Count how many lines below include the string "refueled", and give that number without anything else.

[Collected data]

------------------------------------------------

//! Test utilities for handler testing.
//!
//! Provides the station fixture as an in-memory catalog and [`FakeMaps`], an
//! offline stand-in for the geocoding and directions provider that knows a
//! handful of places along I-40.

use std::collections::HashMap;
use std::fs::File;
use std::path::PathBuf;
use std::sync::OnceLock;

use fuelroute_lib::import::parse_station_csv;
use fuelroute_lib::{
    Coordinate, DirectionsProvider, Error, Geocoder, Result, Route, StationCatalog, VehicleConfig,
};

use crate::state::AppState;

/// Path to the station CSV fixture shared with the library tests.
pub const TEST_FIXTURE_PATH: &str =
    concat!(env!("CARGO_MANIFEST_DIR"), "/../../docs/fixtures/stations.csv");

static TEST_STATE: OnceLock<AppState> = OnceLock::new();

/// Place names [`FakeMaps`] can resolve.
pub mod fixture_places {
    pub const OKLAHOMA_CITY: &str = "Oklahoma City, OK";
    pub const AMARILLO: &str = "Amarillo, TX";
    pub const SANTA_ROSA: &str = "Santa Rosa, NM";
    pub const ALBUQUERQUE: &str = "Albuquerque, NM";
    pub const FLAGSTAFF: &str = "Flagstaff, AZ";
    pub const SEATTLE: &str = "Seattle, WA";
    pub const SALT_LAKE_CITY: &str = "Salt Lake City, UT";
    /// Geocodes, but no road route leads there.
    pub const HONOLULU: &str = "Honolulu, HI";
}

fn coordinate(lat: f64, lon: f64) -> Coordinate {
    Coordinate { lat, lon }
}

/// Offline geocoder and directions provider.
///
/// Routes between two stops of the I-40 corridor follow the corridor's
/// waypoints; any other pair gets a straight two-point route. Distances are
/// the polyline's great-circle length.
#[derive(Debug, Clone)]
pub struct FakeMaps {
    places: HashMap<String, Coordinate>,
    corridor: Vec<Coordinate>,
    unroutable: Vec<Coordinate>,
}

impl Default for FakeMaps {
    fn default() -> Self {
        use fixture_places::*;

        let okc = coordinate(35.4676, -97.5164);
        let amarillo = coordinate(35.1992, -101.8450);
        let santa_rosa = coordinate(35.0287, -104.6716);
        let albuquerque = coordinate(35.0844, -106.6504);
        let flagstaff = coordinate(35.1983, -111.6513);
        let honolulu = coordinate(21.3069, -157.8583);

        let places = [
            (OKLAHOMA_CITY, okc),
            (AMARILLO, amarillo),
            (SANTA_ROSA, santa_rosa),
            (ALBUQUERQUE, albuquerque),
            (FLAGSTAFF, flagstaff),
            (SEATTLE, coordinate(47.6062, -122.3321)),
            (SALT_LAKE_CITY, coordinate(40.7608, -111.8910)),
            (HONOLULU, honolulu),
        ]
        .into_iter()
        .map(|(name, at)| (name.to_lowercase(), at))
        .collect();

        Self {
            places,
            corridor: vec![okc, amarillo, santa_rosa, albuquerque, flagstaff],
            unroutable: vec![honolulu],
        }
    }
}

impl FakeMaps {
    fn polyline(&self, origin: Coordinate, destination: Coordinate) -> Vec<Coordinate> {
        let from = self.corridor.iter().position(|c| *c == origin);
        let to = self.corridor.iter().position(|c| *c == destination);
        match (from, to) {
            (Some(i), Some(j)) if i < j => self.corridor[i..=j].to_vec(),
            (Some(i), Some(j)) if i > j => self.corridor[j..=i].iter().rev().copied().collect(),
            _ => vec![origin, destination],
        }
    }
}

impl Geocoder for FakeMaps {
    fn geocode(&self, location: &str) -> Result<Coordinate> {
        self.places
            .get(&location.trim().to_lowercase())
            .copied()
            .ok_or_else(|| Error::GeocodeFailure {
                location: location.to_string(),
                message: "no matching location".to_string(),
            })
    }
}

impl DirectionsProvider for FakeMaps {
    fn route(&self, origin: Coordinate, destination: Coordinate) -> Result<Route> {
        if self.unroutable.contains(&origin) || self.unroutable.contains(&destination) {
            return Err(Error::RoutingFailure {
                message: "We are unable to route with the given locations.".to_string(),
            });
        }
        let points = self.polyline(origin, destination);
        let total: f64 = points.windows(2).map(|w| w[0].distance_to(&w[1])).sum();
        Route::new(points, total)
    }
}

/// Stations from the CSV fixture that carry coordinates.
///
/// # Panics
///
/// Panics if the fixture cannot be read.
pub fn fixture_catalog() -> StationCatalog {
    let path = PathBuf::from(TEST_FIXTURE_PATH);
    let file = File::open(&path)
        .unwrap_or_else(|e| panic!("failed to open fixture {:?}: {}", path, e));
    let rows = parse_station_csv(file)
        .unwrap_or_else(|e| panic!("failed to parse fixture {:?}: {}", path, e));

    StationCatalog::from_stations(rows.into_iter().filter_map(|row| {
        let record = row.record.ok()?;
        let location = record.location?;
        Some(record.into_station(location))
    }))
}

/// Shared state over the fixture catalog and [`FakeMaps`].
///
/// The state has no database path, so reloads report
/// [`crate::AppStateError::ReloadUnavailable`].
pub fn test_state() -> AppState {
    TEST_STATE
        .get_or_init(|| {
            let maps = std::sync::Arc::new(FakeMaps::default());
            AppState::from_components(
                fixture_catalog(),
                maps.clone(),
                maps,
                VehicleConfig::default(),
            )
        })
        .clone()
}

/// Generate a unique request ID for testing.
pub fn test_request_id() -> String {
    format!("test-{}", uuid::Uuid::now_v7())
}
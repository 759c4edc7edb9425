mod common;

use common::{candidates, line_stations, Lcg};
use fuelroute_lib::error::Error;
use fuelroute_lib::{plan_stops, total_fuel_cost, PlanResult, VehicleConfig};

fn vehicle(max_range: f64, miles_per_gallon: f64) -> VehicleConfig {
    VehicleConfig {
        max_range_miles: max_range,
        miles_per_gallon,
        corridor_miles: 5.0,
    }
}

fn stop_positions(plan: &PlanResult) -> Vec<f64> {
    plan.stops.iter().map(|s| s.distance_from_start).collect()
}

#[test]
fn short_trip_needs_no_stops_whatever_the_catalog() {
    let stations = line_stations(&[(10.0, 9.99), (200.0, 1.0)]);
    let plan = plan_stops(&candidates(&stations), 450.0, &vehicle(500.0, 10.0)).unwrap();
    assert!(plan.stops.is_empty());
    assert_eq!(plan.total_fuel_cost, 0.0);

    let plan = plan_stops(&[], 500.0, &vehicle(500.0, 10.0)).unwrap();
    assert!(plan.is_direct());
}

#[test]
fn long_trip_without_stations_is_an_empty_catalog() {
    let err = plan_stops(&[], 1000.0, &vehicle(500.0, 10.0)).unwrap_err();
    assert!(matches!(err, Error::EmptyCatalog { .. }));
}

#[test]
fn first_station_beyond_range_is_unreachable() {
    let stations = line_stations(&[(520.0, 3.0), (800.0, 3.0)]);
    let err = plan_stops(&candidates(&stations), 1000.0, &vehicle(500.0, 10.0)).unwrap_err();
    match err {
        Error::UnreachableDestination { position, gap, .. } => {
            assert_eq!(position, 0.0);
            assert_eq!(gap, 520.0);
        }
        other => panic!("unexpected error: {other:?}"),
    }
}

#[test]
fn stations_near_the_start_cannot_bridge_a_long_gap() {
    // 480 and 490 both leave more than one tank to the destination.
    let stations = line_stations(&[(480.0, 3.00), (490.0, 4.50)]);
    let err = plan_stops(&candidates(&stations), 1000.0, &vehicle(500.0, 10.0)).unwrap_err();
    match err {
        Error::UnreachableDestination { position, gap, .. } => {
            assert_eq!(position, 490.0);
            assert_eq!(gap, 510.0);
        }
        other => panic!("unexpected error: {other:?}"),
    }
}

#[test]
fn cheap_station_is_preferred_over_nearby_expensive_one() {
    let stations = line_stations(&[(480.0, 3.00), (490.0, 4.50), (900.0, 3.50)]);
    let plan = plan_stops(&candidates(&stations), 1000.0, &vehicle(500.0, 10.0)).unwrap();

    assert_eq!(stop_positions(&plan), vec![480.0, 900.0]);
    assert!((plan.stops[0].gallons - 48.0).abs() < 1e-9);
    assert!((plan.stops[1].gallons - 2.0).abs() < 1e-9);
    assert!((plan.total_fuel_cost - 151.0).abs() < 1e-9);
    assert!((plan.total_gallons - 50.0).abs() < 1e-9);
}

#[test]
fn skips_expensive_first_station_and_buys_only_what_is_needed() {
    let stations = line_stations(&[(100.0, 4.00), (300.0, 3.00), (600.0, 3.50)]);
    let plan = plan_stops(&candidates(&stations), 700.0, &vehicle(500.0, 10.0)).unwrap();

    // Arriving at mile 300 with 200 miles left in the tank, 200 more miles at
    // the cheapest price covers the rest of the trip.
    assert_eq!(stop_positions(&plan), vec![300.0]);
    assert!((plan.stops[0].gallons - 20.0).abs() < 1e-9);
    assert!((plan.total_fuel_cost - 60.0).abs() < 1e-9);
}

#[test]
fn buys_just_enough_to_reach_a_cheaper_station() {
    let stations = line_stations(&[(100.0, 4.00), (550.0, 3.00)]);
    let plan = plan_stops(&candidates(&stations), 1000.0, &vehicle(500.0, 10.0)).unwrap();

    assert_eq!(stop_positions(&plan), vec![100.0, 550.0]);
    // 400 miles left on arrival at 100; needs 450 to reach 550.
    assert!((plan.stops[0].gallons - 5.0).abs() < 1e-9);
    assert!((plan.stops[1].gallons - 45.0).abs() < 1e-9);
}

#[test]
fn ties_on_price_go_to_the_nearest_station() {
    let stations = line_stations(&[(50.0, 5.0), (200.0, 6.0), (300.0, 6.0)]);
    let plan = plan_stops(&candidates(&stations), 800.0, &vehicle(500.0, 10.0)).unwrap();
    assert_eq!(stop_positions(&plan), vec![50.0, 200.0, 300.0]);
}

#[test]
fn candidates_past_the_destination_are_ignored() {
    let stations = line_stations(&[(400.0, 3.0), (650.0, 1.0)]);
    let plan = plan_stops(&candidates(&stations), 600.0, &vehicle(500.0, 10.0)).unwrap();
    assert_eq!(stop_positions(&plan), vec![400.0]);
    assert!((plan.stops[0].gallons - 10.0).abs() < 1e-9);
}

#[test]
fn rejects_invalid_vehicle() {
    let err = plan_stops(&[], 100.0, &vehicle(-1.0, 10.0)).unwrap_err();
    assert!(matches!(err, Error::InvalidInput { .. }));
}

/// Reference optimum by dynamic programming over integer fuel levels.
///
/// Positions and range are integers and mpg is 1, so an optimal plan only
/// ever buys whole miles of fuel.
fn brute_force(stops: &[(f64, f64)], total: u32, range: u32) -> Option<f64> {
    let range = range as usize;
    let mut best = vec![f64::INFINITY; range + 1];
    best[range] = 0.0;
    let mut position = 0usize;

    for &(at, price) in stops {
        let gap = at as usize - position;
        position = at as usize;

        let mut arrived = vec![f64::INFINITY; range + 1];
        for fuel in gap..=range {
            arrived[fuel - gap] = best[fuel];
        }

        let mut refueled = arrived.clone();
        for fuel in 1..=range {
            refueled[fuel] = refueled[fuel].min(refueled[fuel - 1] + price);
        }
        best = refueled;
    }

    let gap = total as usize - position;
    if gap > range {
        return None;
    }
    let answer = best[gap..].iter().copied().fold(f64::INFINITY, f64::min);
    answer.is_finite().then_some(answer)
}

#[test]
fn greedy_matches_exhaustive_search_on_small_instances() {
    let mut rng = Lcg::new(0x5eed);
    let range = 100;

    for _ in 0..500 {
        let total = rng.range(101, 320);
        let count = rng.range(0, 6) as usize;
        let mut stops: Vec<(f64, f64)> = (0..count)
            .map(|_| {
                let position = rng.range(0, total - 1) as f64;
                let price = rng.range(200, 500) as f64 / 100.0;
                (position, price)
            })
            .collect();
        stops.sort_by(|a, b| a.0.total_cmp(&b.0));

        let stations = line_stations(&stops);
        let greedy = plan_stops(&candidates(&stations), total as f64, &vehicle(range as f64, 1.0));
        let expected = brute_force(&stops, total, range);

        match (greedy, expected) {
            (Ok(plan), Some(cost)) => assert!(
                (plan.total_fuel_cost - cost).abs() < 1e-6,
                "greedy {} vs optimum {cost} for {stops:?} over {total}",
                plan.total_fuel_cost
            ),
            (Err(_), None) => {}
            (greedy, expected) => {
                panic!("feasibility mismatch for {stops:?} over {total}: {greedy:?} vs {expected:?}")
            }
        }
    }
}

#[test]
fn every_leg_fits_in_one_tank_and_costs_add_up() {
    let mut rng = Lcg::new(42);

    for _ in 0..300 {
        let total = rng.range(501, 3000) as f64;
        let count = rng.range(1, 40) as usize;
        let mut stops: Vec<(f64, f64)> = (0..count)
            .map(|_| {
                let position = rng.range(0, total as u32 - 1) as f64;
                let price = rng.range(250, 450) as f64 / 100.0;
                (position, price)
            })
            .collect();
        stops.sort_by(|a, b| a.0.total_cmp(&b.0));

        let stations = line_stations(&stops);
        let Ok(plan) = plan_stops(&candidates(&stations), total, &vehicle(500.0, 7.5)) else {
            continue;
        };

        let mut previous = 0.0;
        for stop in &plan.stops {
            assert!(stop.distance_from_start - previous <= 500.0 + 1e-9);
            assert!(stop.gallons > 0.0);
            previous = stop.distance_from_start;
        }
        assert!(total - previous <= 500.0 + 1e-9);

        assert!(plan.total_fuel_cost >= 0.0);
        assert_eq!(plan.total_fuel_cost, total_fuel_cost(&plan.stops));
        let bought_miles = plan.total_gallons * 7.5;
        assert!((bought_miles - (total - 500.0)).abs() < 1e-6);
    }
}
//! Corridor search: stations within a fixed distance of a route polyline.

use std::collections::HashMap;

use crate::catalog::{Station, StationCatalog};
use crate::geo::{chord_for_arc, LocalProjection};

use super::{Route, RoutePoint};

/// A station near the route with its position along it.
#[derive(Debug, Clone, Copy, PartialEq)]
pub struct Candidate<'a> {
    pub station: &'a Station,
    /// Cumulative distance from the origin to the station's projection on the route.
    pub distance_along_route: f64,
}

/// Stations within `corridor_miles` of any segment of `route`.
///
/// Each station appears once, at its smallest distance along the route.
/// Output is sorted by that distance, ties broken by station id.
pub fn find_candidates<'a>(
    route: &Route,
    catalog: &'a StationCatalog,
    corridor_miles: f64,
) -> Vec<Candidate<'a>> {
    if catalog.is_empty() || !corridor_miles.is_finite() || corridor_miles < 0.0 {
        return Vec::new();
    }

    let points = route.route_points();
    let corridor_chord = chord_for_arc(corridor_miles);
    let mut nearest: HashMap<usize, f64> = HashMap::new();

    for segment in points.windows(2) {
        let (start, end) = (&segment[0], &segment[1]);
        let segment_miles = start.coordinate.distance_to(&end.coordinate);

        let a = start.coordinate.unit_vector();
        let b = end.coordinate.unit_vector();
        let midpoint = [(a[0] + b[0]) / 2.0, (a[1] + b[1]) / 2.0, (a[2] + b[2]) / 2.0];
        let search_chord = corridor_chord + chord_for_arc(segment_miles);

        for index in catalog.indices_within_chord(midpoint, search_chord) {
            let station = catalog.station(index);
            if let Some(along) = distance_along_segment(start, end, station, corridor_miles) {
                nearest
                    .entry(index)
                    .and_modify(|best| *best = best.min(along))
                    .or_insert(along);
            }
        }
    }

    let mut candidates: Vec<Candidate<'a>> = nearest
        .into_iter()
        .map(|(index, distance_along_route)| Candidate {
            station: catalog.station(index),
            distance_along_route,
        })
        .collect();

    candidates.sort_by(|left, right| {
        left.distance_along_route
            .total_cmp(&right.distance_along_route)
            .then(left.station.id.cmp(&right.station.id))
    });
    candidates
}

/// Cumulative distance of the station's projection onto the segment, or
/// `None` when the station is further than `corridor_miles` from it.
fn distance_along_segment(
    start: &RoutePoint,
    end: &RoutePoint,
    station: &Station,
    corridor_miles: f64,
) -> Option<f64> {
    let reference_lat = (start.coordinate.lat + end.coordinate.lat) / 2.0;
    let projection = LocalProjection::new(start.coordinate, reference_lat);

    let (dx, dy) = projection.project(&end.coordinate);
    let (px, py) = projection.project(&station.location);

    let length_squared = dx * dx + dy * dy;
    let t = if length_squared > 0.0 {
        ((px * dx + py * dy) / length_squared).clamp(0.0, 1.0)
    } else {
        0.0
    };

    let (cx, cy) = (px - t * dx, py - t * dy);
    let offset = (cx * cx + cy * cy).sqrt();
    if offset > corridor_miles {
        return None;
    }

    let span = end.distance_from_start - start.distance_from_start;
    Some(start.distance_from_start + t * span)
}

------------------------------------------------

• _SOLUTION TO THIS TASK_:
3